Ok, now the joke part is over (did you have a blast ?) , let's see : I am -kinda- a scientist, at least I am -for sure - an engineer. I like numbers and I like to understand how things works. If I have a problem, I will figure a solution. If you have a problem, I will figure a solution for you. If you have a problem and do not want a solution, but just want to talk about it, I will not listen and find you a solution. Ask my wife. It does not help.

Back to the subject ... People can argue what they want about good and bad calories, and diet is not about numbers, and quality cannot be measured, ya ya, in the end , this all burning fuel for the body and believe it or not, it follows the law of entropy. What's going in, going out. I mean, what you eat in the end, is important, and I will talk about that later, but indirectly.


As some people proved it, you can lose weight in eating McDonald's all day. That's a bad idea, but it works. Why ?

 Energy = calories = food intake.

Do you do not get FAT by eating FAT. I repeat, you do not get FAT by eating FAT. You do get fat by eating fat because it is very difficult to eat the correct amount of fat needed daily, as fat is very calories rich. And your appetite will have hard time to signal you, you ate enough. Basically, you will eat too much fat. And that will get you fat. Still following ? More on that later.

Ok, let's go back to the scientific approach. What do you need to lose weight ?
(except strong will to change your diet, and no fears - see previous posts)


- A Scale that do fat and muscle comparison. (Body Mass Index - BMI).

My scale. Works good enough.

THE scale. the IHealth IScale. with Ibluetooth and IPhone Integrated. I-Really ?


A scale, obviously, because that will one of the main tool to follow your progress and adapt your food consumption accordingly. Because you can make a first guess about your daily calorie intake, you still need to correct it along the way. Because we do not want to lose too much weight too fast, and we still want to lose a little. It is likely (using any calculator online) that you will find a ballpark for your daily calorie intake - let's say 2000 for a male in his 40's. However, you will have to refine this number, while following your food consumption to eat less or MORE. Idea is not to suffer. Idea is to change your diet, and hit a reachable target - let's say 200 to 500 calories less than you need per day. That should give you at least one pound per Month, up to 4. Eventually, you could go for less, but an easy goal, is an easy goal, and the reward is the same.

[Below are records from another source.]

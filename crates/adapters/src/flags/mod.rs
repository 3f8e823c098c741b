// SPDX-License-Identifier: BUSL-1.1
// Copyright (c) 2026 Alfred Jean LLC

//! Session flag stores
//!
//! The session-active flag is owned by the app's session layer. The bridge
//! only reads it; `set` exists so that layer (or a CLI standing in for it)
//! has a way to write through the same store.

mod file;
mod memory;

pub use file::FileFlagStore;
pub use memory::MemoryFlagStore;

#[cfg(any(test, feature = "test-support"))]
mod fake;
#[cfg(any(test, feature = "test-support"))]
pub use fake::FakeFlagStore;

use thiserror::Error;

/// Errors from flag store operations
#[derive(Debug, Error)]
pub enum FlagError {
    #[error("IO error: {0}")]
    Io(#[from] std::io::Error),
    #[error("corrupt flag file: {0}")]
    Corrupt(#[from] serde_json::Error),
}

/// Key-value boolean store, read like platform user defaults.
pub trait SessionFlagStore: Clone + Send + Sync + 'static {
    /// Read a flag. A key that was never written reads as `false`.
    fn is_set(&self, key: &str) -> Result<bool, FlagError>;

    /// Write a flag.
    fn set(&self, key: &str, value: bool) -> Result<(), FlagError>;
}
// SPDX-License-Identifier: BUSL-1.1
// Copyright (c) 2026 Alfred Jean LLC

use super::*;
use crate::policy::{FakePolicyAdapter, PolicyCall};
use serial_test::{parallel, serial};
use std::sync::{Arc, Mutex};
use tracing_subscriber::fmt::MakeWriter;

/// A writer that captures log output for testing
#[derive(Clone, Default)]
struct CapturedLogs {
    logs: Arc<Mutex<Vec<u8>>>,
}

impl CapturedLogs {
    fn contents(&self) -> String {
        let logs = self.logs.lock().unwrap();
        String::from_utf8_lossy(&logs).to_string()
    }
}

impl std::io::Write for CapturedLogs {
    fn write(&mut self, buf: &[u8]) -> std::io::Result<usize> {
        self.logs.lock().unwrap().extend_from_slice(buf);
        Ok(buf.len())
    }

    fn flush(&mut self) -> std::io::Result<()> {
        Ok(())
    }
}

impl<'a> MakeWriter<'a> for CapturedLogs {
    type Writer = CapturedLogs;

    fn make_writer(&'a self) -> Self::Writer {
        self.clone()
    }
}

/// Run a test with captured tracing output
fn with_tracing<F, Fut>(f: F) -> (String, Fut::Output)
where
    F: FnOnce() -> Fut,
    Fut: std::future::Future,
{
    let logs = CapturedLogs::default();

    let subscriber = tracing_subscriber::fmt()
        .with_max_level(tracing::Level::TRACE)
        .with_writer(logs.clone())
        .with_ansi(false)
        .without_time()
        .finish();

    let result = tracing::subscriber::with_default(subscriber, || {
        tokio::runtime::Builder::new_current_thread()
            .enable_all()
            .build()
            .unwrap()
            .block_on(f())
    });

    (logs.contents(), result)
}

fn assert_log(logs: &str, label: &str, expected: &str) {
    assert!(logs.contains(expected), "Should log {label}. Logs:\n{logs}",);
}

// =============================================================================
// Tracing output verification tests
// =============================================================================

#[test]
#[serial(tracing)]
fn set_filter_logs_entry_and_completion() {
    let (logs, result) = with_tracing(|| async {
        let traced = TracedPolicy::new(FakePolicyAdapter::granted());
        traced.set_filter(FilterLevel::Priority).await
    });

    assert!(result.is_ok(), "set_filter should succeed: {:?}", result);
    assert_log(&logs, "span name", "policy.set_filter");
    assert_log(&logs, "level", "priority");
    assert_log(&logs, "entry message", "applying");
    assert_log(&logs, "completion", "filter applied");
    assert_log(&logs, "timing", "elapsed_ms");
}

#[test]
#[serial(tracing)]
fn set_filter_logs_security_rejection() {
    let (logs, result) = with_tracing(|| async {
        let fake = FakePolicyAdapter::granted();
        fake.reject_with_security("blocked by policy");
        TracedPolicy::new(fake).set_filter(FilterLevel::None).await
    });

    assert!(result.is_err());
    assert_log(&logs, "rejection", "set_filter rejected");
    assert_log(&logs, "os message", "blocked by policy");
}

#[test]
#[serial(tracing)]
fn open_authority_settings_logs_launch() {
    let (logs, _) = with_tracing(|| async {
        TracedPolicy::new(FakePolicyAdapter::new())
            .open_authority_settings()
            .await
    });

    assert_log(&logs, "span", "policy.request");
    assert_log(&logs, "entry", "opening authority settings");
}

#[test]
#[serial(tracing)]
fn current_filter_logs_level() {
    let (logs, _) = with_tracing(|| async {
        let fake = FakePolicyAdapter::granted();
        fake.set_os_filter(FilterLevel::Alarms);
        TracedPolicy::new(fake).current_filter().await
    });

    assert_log(&logs, "span", "policy.get_filter");
    assert_log(&logs, "level", "alarms");
}

#[test]
#[serial(tracing)]
fn authority_failure_logs_error() {
    let (logs, result) = with_tracing(|| async {
        let fake = FakePolicyAdapter::new();
        fake.set_unavailable("service gone");
        TracedPolicy::new(fake).has_authority().await
    });

    assert!(result.is_err());
    assert_log(&logs, "failure", "authority check failed");
}

// =============================================================================
// Delegation tests - verify traced wrapper delegates to inner adapter
// =============================================================================

#[tokio::test]
#[parallel(tracing)]
async fn delegates_every_call_in_order() {
    let fake = FakePolicyAdapter::granted();
    let traced = TracedPolicy::new(fake.clone());

    assert!(traced.supports_policy_control());
    assert!(traced.has_authority().await.unwrap());
    traced.open_authority_settings().await.unwrap();
    traced.set_filter(FilterLevel::Priority).await.unwrap();
    assert_eq!(traced.current_filter().await.unwrap(), FilterLevel::Priority);

    assert_eq!(
        fake.calls(),
        vec![
            PolicyCall::HasAuthority,
            PolicyCall::OpenAuthoritySettings,
            PolicyCall::SetFilter {
                level: FilterLevel::Priority
            },
            PolicyCall::CurrentFilter,
        ]
    );
}

#[tokio::test]
#[parallel(tracing)]
async fn gate_reflects_inner_adapter() {
    let traced = TracedPolicy::new(FakePolicyAdapter::unsupported());
    assert!(!traced.supports_policy_control());
    assert!(!traced.inner().supports_policy_control());
}
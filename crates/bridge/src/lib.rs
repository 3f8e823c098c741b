// SPDX-License-Identifier: BUSL-1.1
// Copyright (c) 2026 Alfred Jean LLC

//! Notification-policy bridge
//!
//! Dispatches method-channel calls from the shared app layer onto a
//! [`PolicyPort`](dnd_adapters::PolicyPort), and classifies inbound
//! notifications while a focus session is running.

// Allow panic!/unwrap/expect in test code
#![cfg_attr(test, allow(clippy::panic))]
#![cfg_attr(test, allow(clippy::unwrap_used))]
#![cfg_attr(test, allow(clippy::expect_used))]

pub mod channel;
pub mod codec;
pub mod presenter;

pub use channel::PolicyChannel;
pub use codec::{
    decode_call, decode_response, encode_call, encode_response, CodecError, MAX_MESSAGE_SIZE,
};
pub use presenter::PresentationDecider;
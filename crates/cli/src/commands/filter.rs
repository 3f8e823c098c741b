// SPDX-License-Identifier: BUSL-1.1
// Copyright (c) 2026 Alfred Jean LLC

//! `dnd filter` - Interruption filter

use std::io::Write;

use anyhow::Result;
use clap::{Args, Subcommand};
use dnd_adapters::PolicyPort;
use dnd_bridge::PolicyChannel;
use dnd_core::{FilterLevel, Method, MethodCall, FILTER_ARG};
use serde::Serialize;
use serde_json::json;

use crate::output::{self, OutputFormat};

#[derive(Args)]
pub struct FilterArgs {
    #[command(subcommand)]
    pub command: FilterCommand,
}

#[derive(Subcommand)]
pub enum FilterCommand {
    /// Show the current interruption filter
    Get,
    /// Change the interruption filter
    Set {
        /// Level: all, priority, none, alarms, or a raw integer
        level: FilterLevel,
    },
}

#[derive(Debug, Serialize)]
pub(crate) struct FilterReport {
    /// Raw level; `None` when the system has no policy control
    pub filter: Option<i32>,
    pub name: Option<String>,
    /// Whether a `set` reached the system
    #[serde(skip_serializing_if = "Option::is_none")]
    pub applied: Option<bool>,
}

impl FilterReport {
    fn level(level: Option<FilterLevel>) -> Self {
        Self {
            filter: level.map(FilterLevel::as_i32),
            name: level.map(FilterLevel::name),
            applied: None,
        }
    }
}

pub async fn handle<P: PolicyPort>(
    command: FilterCommand,
    channel: &PolicyChannel<P>,
    format: OutputFormat,
) -> Result<()> {
    let report = match command {
        FilterCommand::Get => {
            let method = Method::GetInterruptionFilter.name();
            let response = channel.handle(&MethodCall::without_args(method)).await;
            let value = output::into_result(method, response)?;
            let level = value
                .as_i64()
                .and_then(|v| i32::try_from(v).ok())
                .map(FilterLevel::from);
            FilterReport::level(level)
        }
        FilterCommand::Set { level } => {
            let method = Method::SetInterruptionFilter.name();
            let call = MethodCall::new(method, json!({ FILTER_ARG: level.as_i32() }));
            let response = channel.handle(&call).await;
            output::into_result(method, response)?;
            FilterReport {
                applied: Some(channel.supports_policy_control()),
                ..FilterReport::level(Some(level))
            }
        }
    };
    format_filter(&mut std::io::stdout(), &report, format)
}

pub(crate) fn format_filter(
    out: &mut impl Write,
    report: &FilterReport,
    format: OutputFormat,
) -> Result<()> {
    match format {
        OutputFormat::Text => match (report.applied, report.filter, &report.name) {
            (Some(false), _, _) => {
                writeln!(out, "policy control is not available on this system; nothing changed")?
            }
            (Some(true), Some(filter), Some(name)) => {
                writeln!(out, "filter set to {} ({})", name, filter)?
            }
            (None, Some(filter), Some(name)) => writeln!(out, "{} ({})", name, filter)?,
            _ => writeln!(out, "unsupported")?,
        },
        OutputFormat::Json => output::write_json(out, report)?,
    }
    Ok(())
}

#[cfg(test)]
#[path = "filter_tests.rs"]
mod tests;
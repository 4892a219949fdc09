use crate::config::CatalogSettings;
use crate::domain::model::{Dataset, Pin, Record};
use crate::domain::ports::CatalogSource;
use crate::utils::error::{ProxyError, Result};
use async_trait::async_trait;
use reqwest::Client;

/// Socrata-style open-data catalog reached over HTTP.
pub struct CatalogClient {
    settings: CatalogSettings,
    client: Client,
}

impl CatalogClient {
    pub fn new(settings: CatalogSettings) -> Result<Self> {
        let mut builder = Client::builder();
        if let Some(timeout) = settings.timeout {
            builder = builder.timeout(timeout);
        }
        let client = builder.build()?;

        Ok(Self { settings, client })
    }
}

#[async_trait]
impl CatalogSource for CatalogClient {
    async fn fetch_records(&self, dataset: Dataset, pin: &Pin) -> Result<Vec<Record>> {
        let url = self.settings.resource_url(dataset);
        let match_param = self.settings.dataset(dataset).match_param.as_str();
        let limit = self.settings.record_limit.to_string();
        let order = self.settings.order_clause();

        tracing::debug!("Querying {} records for pin {} at {}", dataset, pin, url);

        let response = self
            .client
            .get(&url)
            .query(&[
                (match_param, pin.as_str()),
                ("$order", order.as_str()),
                ("$limit", limit.as_str()),
            ])
            .send()
            .await?;

        let status = response.status();
        tracing::debug!("Catalog response status for {} pin {}: {}", dataset, pin, status);

        if !status.is_success() {
            return Err(ProxyError::UpstreamStatusError {
                status: status.as_u16(),
            });
        }

        let records: Vec<Record> = response.json().await?;
        tracing::debug!("Received {} {} records for pin {}", records.len(), dataset, pin);

        Ok(records)
    }
}

#[cfg(test)]
mod tests {
    use super::*;
    use httpmock::prelude::*;

    fn client_for(server: &MockServer) -> CatalogClient {
        let settings = CatalogSettings {
            base_url: server.base_url(),
            ..CatalogSettings::default()
        };
        CatalogClient::new(settings).unwrap()
    }

    #[tokio::test]
    async fn test_assessment_query_shape() {
        let server = MockServer::start();
        let mock_data = serde_json::json!([
            {"pin": "17042140050000", "year": "2023", "mailed_tot": "51000"},
            {"pin": "17042140050000", "year": "2022", "mailed_tot": "48000"}
        ]);

        let api_mock = server.mock(|when, then| {
            when.method(GET)
                .path("/resource/uzyt-m557.json")
                .query_param("pin", "17042140050000")
                .query_param("$order", "year DESC")
                .query_param("$limit", "10");
            then.status(200)
                .header("Content-Type", "application/json")
                .json_body(mock_data);
        });

        let client = client_for(&server);
        let records = client
            .fetch_records(Dataset::Assessment, &Pin::from("17042140050000"))
            .await
            .unwrap();

        api_mock.assert();
        assert_eq!(records.len(), 2);
        assert_eq!(records[0].data.get("year").unwrap(), "2023");
        assert_eq!(records[1].data.get("year").unwrap(), "2022");
    }

    #[tokio::test]
    async fn test_commercial_uses_pins_parameter() {
        let server = MockServer::start();

        let api_mock = server.mock(|when, then| {
            when.method(GET)
                .path("/resource/csik-bsws.json")
                .query_param("pins", "17042140050000")
                .query_param("$limit", "10");
            then.status(200)
                .header("Content-Type", "application/json")
                .json_body(serde_json::json!([{"pins": "17042140050000", "year": "2024"}]));
        });

        let client = client_for(&server);
        let records = client
            .fetch_records(Dataset::Commercial, &Pin::from("17042140050000"))
            .await
            .unwrap();

        api_mock.assert();
        assert_eq!(records.len(), 1);
    }

    #[tokio::test]
    async fn test_non_success_status_is_failure() {
        let server = MockServer::start();

        let api_mock = server.mock(|when, then| {
            when.method(GET).path("/resource/uzyt-m557.json");
            then.status(503);
        });

        let client = client_for(&server);
        let err = client
            .fetch_records(Dataset::Assessment, &Pin::from("1"))
            .await
            .unwrap_err();

        api_mock.assert();
        assert!(matches!(err, ProxyError::UpstreamStatusError { status: 503 }));
    }

    #[tokio::test]
    async fn test_non_array_body_is_failure() {
        let server = MockServer::start();

        server.mock(|when, then| {
            when.method(GET).path("/resource/uzyt-m557.json");
            then.status(200)
                .header("Content-Type", "application/json")
                .json_body(serde_json::json!({"error": true, "message": "query failed"}));
        });

        let client = client_for(&server);
        let result = client
            .fetch_records(Dataset::Assessment, &Pin::from("1"))
            .await;

        assert!(matches!(result, Err(ProxyError::ApiError(_))));
    }

    #[tokio::test]
    async fn test_unreachable_catalog_is_failure() {
        let settings = CatalogSettings {
            base_url: "http://127.0.0.1:1".to_string(),
            ..CatalogSettings::default()
        };
        let client = CatalogClient::new(settings).unwrap();

        let result = client
            .fetch_records(Dataset::Commercial, &Pin::from("1"))
            .await;

        assert!(matches!(result, Err(ProxyError::ApiError(_))));
    }
}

MAGIC NUMBER : 7500 CALORIES = 1 POUND of FAT

Why the Scale should measure the BMI. First, it is cool. You know how much fat you are losing - or not. But, the real thing is you do not want to lose muscle. If you lose too much weight and do not train, your body will compensate by eating its own muscles. (Yes, you should train). If you lose really a lot of weight too fast, it will even eat your brain cells. Not cool. No worries, you need a huge deficit for this happen, and no risk at all if you are losing 1000 calories / day. Or 500, which was my target.
Does it work ? Well, not really. It will not get you an accurate reading. Great. Those cheap scale are using an electric current differential between fat, water and muscle, and give you, at best an approximation. However, they work well enough to give a reference point (even if it is wrong) and to help track progress. If you want to know your real BMI, you will have to go to the doctor and that will be expensive (but that will give a base reference for your cheap scale too). IN a matter of facts, We do not really care about the real fat percentage, we already know it is too much. What we care is not losing muscle, that we do not have enough, or not losing water, yes, we do not drink enough - Coffee does not count - It is the opposite, and losing fat - that we do have plenty. And that will do the trick.


- A Tape Measure.


... To get an idea of your belly size. Use it at the belly button level. For girls, it is more complicated, but for men, weirdly enough, your fat percentage is directly related to your waist size. You will store fat everywhere, but at the same ratio than around your belly. I repeat : your waist size is directly proportional to your fat percentage. You can talk about your abs, your weight, your body composition, blah blah. Your belly does not lie.

As a funny story, right now, at size 28 - which matches a 29 inches waist size at the belly button - I am not capable of finding my size in shorts in any surf shop on the island. They do not carry anything smaller than 30. And most of the typical size are 36 and more. And yes, it is true that - a while back - they began to widen the size to matches with the evolution of the population and than a SHORT size or  a '28' does not matches anymore the original measurements 20 or 30 years ago. People are getting bigger, but that's Alright  because Jeans too.